Exercise requirements
Your answer should be the lines of the material that include the word "inserted".

Material provided
•••••

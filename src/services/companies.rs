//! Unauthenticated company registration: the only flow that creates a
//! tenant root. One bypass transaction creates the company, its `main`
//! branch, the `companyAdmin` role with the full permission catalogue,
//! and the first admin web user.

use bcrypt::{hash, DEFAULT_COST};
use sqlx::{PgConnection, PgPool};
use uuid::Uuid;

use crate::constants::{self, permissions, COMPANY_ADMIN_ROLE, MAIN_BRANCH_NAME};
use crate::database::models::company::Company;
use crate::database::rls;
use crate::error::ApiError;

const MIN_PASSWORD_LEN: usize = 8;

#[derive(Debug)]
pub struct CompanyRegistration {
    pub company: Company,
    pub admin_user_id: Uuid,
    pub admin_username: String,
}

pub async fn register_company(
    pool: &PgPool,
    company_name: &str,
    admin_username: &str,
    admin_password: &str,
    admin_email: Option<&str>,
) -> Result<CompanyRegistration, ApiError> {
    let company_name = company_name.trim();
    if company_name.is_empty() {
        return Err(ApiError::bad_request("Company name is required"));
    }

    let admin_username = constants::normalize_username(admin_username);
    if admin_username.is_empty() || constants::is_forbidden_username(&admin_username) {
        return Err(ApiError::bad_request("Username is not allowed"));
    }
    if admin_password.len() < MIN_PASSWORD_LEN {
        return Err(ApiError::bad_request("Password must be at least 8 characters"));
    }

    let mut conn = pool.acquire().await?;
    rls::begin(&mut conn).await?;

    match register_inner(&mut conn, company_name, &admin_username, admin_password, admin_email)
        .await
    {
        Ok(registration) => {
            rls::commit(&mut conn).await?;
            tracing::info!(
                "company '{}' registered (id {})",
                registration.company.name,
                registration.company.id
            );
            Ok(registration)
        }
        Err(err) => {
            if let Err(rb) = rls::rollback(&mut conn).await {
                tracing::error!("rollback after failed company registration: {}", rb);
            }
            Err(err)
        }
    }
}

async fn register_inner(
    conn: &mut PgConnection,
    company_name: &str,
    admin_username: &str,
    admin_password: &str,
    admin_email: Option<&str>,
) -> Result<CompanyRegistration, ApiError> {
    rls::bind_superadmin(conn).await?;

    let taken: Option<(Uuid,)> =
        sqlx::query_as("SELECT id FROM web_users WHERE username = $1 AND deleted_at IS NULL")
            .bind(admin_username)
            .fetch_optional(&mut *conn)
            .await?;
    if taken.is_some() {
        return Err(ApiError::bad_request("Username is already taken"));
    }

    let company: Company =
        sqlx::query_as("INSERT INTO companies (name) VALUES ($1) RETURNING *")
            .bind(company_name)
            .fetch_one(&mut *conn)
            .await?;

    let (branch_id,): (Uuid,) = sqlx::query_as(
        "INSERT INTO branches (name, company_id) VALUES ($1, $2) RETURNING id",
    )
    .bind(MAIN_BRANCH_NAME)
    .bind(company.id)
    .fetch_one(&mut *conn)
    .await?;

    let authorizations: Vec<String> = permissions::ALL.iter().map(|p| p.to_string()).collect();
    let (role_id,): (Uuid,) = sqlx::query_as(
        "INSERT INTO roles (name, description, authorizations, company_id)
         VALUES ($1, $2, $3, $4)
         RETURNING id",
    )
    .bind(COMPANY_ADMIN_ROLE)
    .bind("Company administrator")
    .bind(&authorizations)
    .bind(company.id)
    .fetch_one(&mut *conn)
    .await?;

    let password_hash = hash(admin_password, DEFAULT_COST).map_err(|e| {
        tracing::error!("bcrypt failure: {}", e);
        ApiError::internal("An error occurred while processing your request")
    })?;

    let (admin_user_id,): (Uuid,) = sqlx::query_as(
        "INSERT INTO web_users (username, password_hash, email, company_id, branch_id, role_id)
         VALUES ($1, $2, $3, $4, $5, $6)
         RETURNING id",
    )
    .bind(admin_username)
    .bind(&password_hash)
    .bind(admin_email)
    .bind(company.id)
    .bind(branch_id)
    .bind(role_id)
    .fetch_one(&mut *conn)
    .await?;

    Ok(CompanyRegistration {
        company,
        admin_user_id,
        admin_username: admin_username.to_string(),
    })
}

•••••

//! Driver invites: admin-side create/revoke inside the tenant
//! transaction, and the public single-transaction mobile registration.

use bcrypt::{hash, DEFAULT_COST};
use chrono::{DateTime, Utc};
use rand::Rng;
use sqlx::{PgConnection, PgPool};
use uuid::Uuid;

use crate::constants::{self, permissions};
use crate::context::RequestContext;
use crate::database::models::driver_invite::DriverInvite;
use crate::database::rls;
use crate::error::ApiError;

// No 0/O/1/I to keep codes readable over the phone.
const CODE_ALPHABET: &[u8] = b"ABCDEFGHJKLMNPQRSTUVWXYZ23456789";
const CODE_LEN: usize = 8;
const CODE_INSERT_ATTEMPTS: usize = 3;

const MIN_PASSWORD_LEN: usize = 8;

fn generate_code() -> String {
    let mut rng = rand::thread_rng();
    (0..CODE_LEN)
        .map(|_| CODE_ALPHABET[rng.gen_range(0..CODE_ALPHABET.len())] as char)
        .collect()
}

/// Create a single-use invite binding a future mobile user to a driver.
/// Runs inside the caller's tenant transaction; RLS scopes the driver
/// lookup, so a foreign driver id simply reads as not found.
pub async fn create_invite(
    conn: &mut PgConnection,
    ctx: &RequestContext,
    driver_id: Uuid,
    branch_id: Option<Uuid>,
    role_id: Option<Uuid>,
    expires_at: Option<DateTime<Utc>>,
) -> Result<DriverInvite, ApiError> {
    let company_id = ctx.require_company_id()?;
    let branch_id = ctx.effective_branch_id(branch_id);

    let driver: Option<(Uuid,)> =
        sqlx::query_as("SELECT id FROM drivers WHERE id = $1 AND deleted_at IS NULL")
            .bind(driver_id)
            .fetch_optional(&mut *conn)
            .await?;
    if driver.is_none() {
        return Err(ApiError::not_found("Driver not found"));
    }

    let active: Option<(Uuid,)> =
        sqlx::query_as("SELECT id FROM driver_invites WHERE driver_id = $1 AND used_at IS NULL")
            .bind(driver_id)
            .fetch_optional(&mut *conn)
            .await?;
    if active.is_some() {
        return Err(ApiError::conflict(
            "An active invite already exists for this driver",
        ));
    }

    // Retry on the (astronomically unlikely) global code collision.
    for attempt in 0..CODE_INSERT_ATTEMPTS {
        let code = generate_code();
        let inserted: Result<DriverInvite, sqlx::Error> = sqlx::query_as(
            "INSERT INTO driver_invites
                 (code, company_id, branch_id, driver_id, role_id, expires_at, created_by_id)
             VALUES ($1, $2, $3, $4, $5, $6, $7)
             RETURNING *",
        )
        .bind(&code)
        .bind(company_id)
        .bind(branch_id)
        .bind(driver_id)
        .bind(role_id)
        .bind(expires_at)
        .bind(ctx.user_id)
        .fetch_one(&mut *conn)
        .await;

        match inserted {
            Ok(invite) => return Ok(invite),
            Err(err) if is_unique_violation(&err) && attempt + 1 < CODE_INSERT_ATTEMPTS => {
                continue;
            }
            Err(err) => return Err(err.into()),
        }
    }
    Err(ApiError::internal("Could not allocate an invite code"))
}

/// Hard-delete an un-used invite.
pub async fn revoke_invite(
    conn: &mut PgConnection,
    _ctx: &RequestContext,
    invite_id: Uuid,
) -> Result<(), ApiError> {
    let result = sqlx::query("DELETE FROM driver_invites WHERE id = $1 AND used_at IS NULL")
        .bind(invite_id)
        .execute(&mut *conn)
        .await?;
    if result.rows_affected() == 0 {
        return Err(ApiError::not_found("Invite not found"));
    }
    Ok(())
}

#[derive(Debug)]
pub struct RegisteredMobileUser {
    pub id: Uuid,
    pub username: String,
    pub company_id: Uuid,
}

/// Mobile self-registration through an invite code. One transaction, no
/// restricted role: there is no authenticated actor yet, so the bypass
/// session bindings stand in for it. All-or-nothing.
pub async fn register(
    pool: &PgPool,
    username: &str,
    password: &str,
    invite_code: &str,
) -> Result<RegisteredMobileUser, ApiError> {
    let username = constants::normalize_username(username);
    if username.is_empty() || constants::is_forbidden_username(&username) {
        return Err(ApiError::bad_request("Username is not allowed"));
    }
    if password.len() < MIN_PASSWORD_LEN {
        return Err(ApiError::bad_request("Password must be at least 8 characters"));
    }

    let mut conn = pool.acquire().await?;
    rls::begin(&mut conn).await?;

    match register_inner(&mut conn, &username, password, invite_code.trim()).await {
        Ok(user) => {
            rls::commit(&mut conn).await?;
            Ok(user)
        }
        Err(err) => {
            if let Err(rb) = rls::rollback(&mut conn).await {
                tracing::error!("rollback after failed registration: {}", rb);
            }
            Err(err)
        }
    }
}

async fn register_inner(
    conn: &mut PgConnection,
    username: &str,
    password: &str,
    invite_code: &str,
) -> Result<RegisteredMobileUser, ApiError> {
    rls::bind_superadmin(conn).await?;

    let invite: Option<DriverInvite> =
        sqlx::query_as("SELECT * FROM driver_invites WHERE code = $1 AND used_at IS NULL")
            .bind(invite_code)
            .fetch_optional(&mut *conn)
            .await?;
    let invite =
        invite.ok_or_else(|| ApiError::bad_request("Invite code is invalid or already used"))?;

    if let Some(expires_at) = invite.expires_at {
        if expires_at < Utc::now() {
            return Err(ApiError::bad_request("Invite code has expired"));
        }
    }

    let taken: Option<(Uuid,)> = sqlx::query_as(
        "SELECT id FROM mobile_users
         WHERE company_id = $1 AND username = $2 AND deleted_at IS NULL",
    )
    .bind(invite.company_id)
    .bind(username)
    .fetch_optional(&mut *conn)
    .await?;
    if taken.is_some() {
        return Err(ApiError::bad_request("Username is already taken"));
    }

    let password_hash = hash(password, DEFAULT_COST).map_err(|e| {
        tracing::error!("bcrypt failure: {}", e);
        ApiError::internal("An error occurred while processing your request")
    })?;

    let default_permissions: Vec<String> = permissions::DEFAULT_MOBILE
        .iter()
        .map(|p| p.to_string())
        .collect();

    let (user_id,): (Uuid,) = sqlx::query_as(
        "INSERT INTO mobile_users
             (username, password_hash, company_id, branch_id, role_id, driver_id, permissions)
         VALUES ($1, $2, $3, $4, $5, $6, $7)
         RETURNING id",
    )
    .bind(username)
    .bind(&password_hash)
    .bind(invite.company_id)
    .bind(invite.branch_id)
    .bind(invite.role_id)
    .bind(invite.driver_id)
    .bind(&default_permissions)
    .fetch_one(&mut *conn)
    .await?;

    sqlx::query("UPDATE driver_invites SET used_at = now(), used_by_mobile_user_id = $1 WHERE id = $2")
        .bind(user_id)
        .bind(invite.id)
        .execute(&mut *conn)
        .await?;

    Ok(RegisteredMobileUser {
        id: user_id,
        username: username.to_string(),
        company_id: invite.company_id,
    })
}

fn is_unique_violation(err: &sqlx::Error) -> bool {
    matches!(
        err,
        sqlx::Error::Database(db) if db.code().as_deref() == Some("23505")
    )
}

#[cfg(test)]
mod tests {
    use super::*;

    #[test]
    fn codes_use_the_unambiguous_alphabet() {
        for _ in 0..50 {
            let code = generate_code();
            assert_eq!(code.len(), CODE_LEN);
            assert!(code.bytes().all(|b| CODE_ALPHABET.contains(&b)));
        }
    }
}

•••••

Answer box
        let inserted: Result<DriverInvite, sqlx::Error> = sqlx::query_as(
        match inserted {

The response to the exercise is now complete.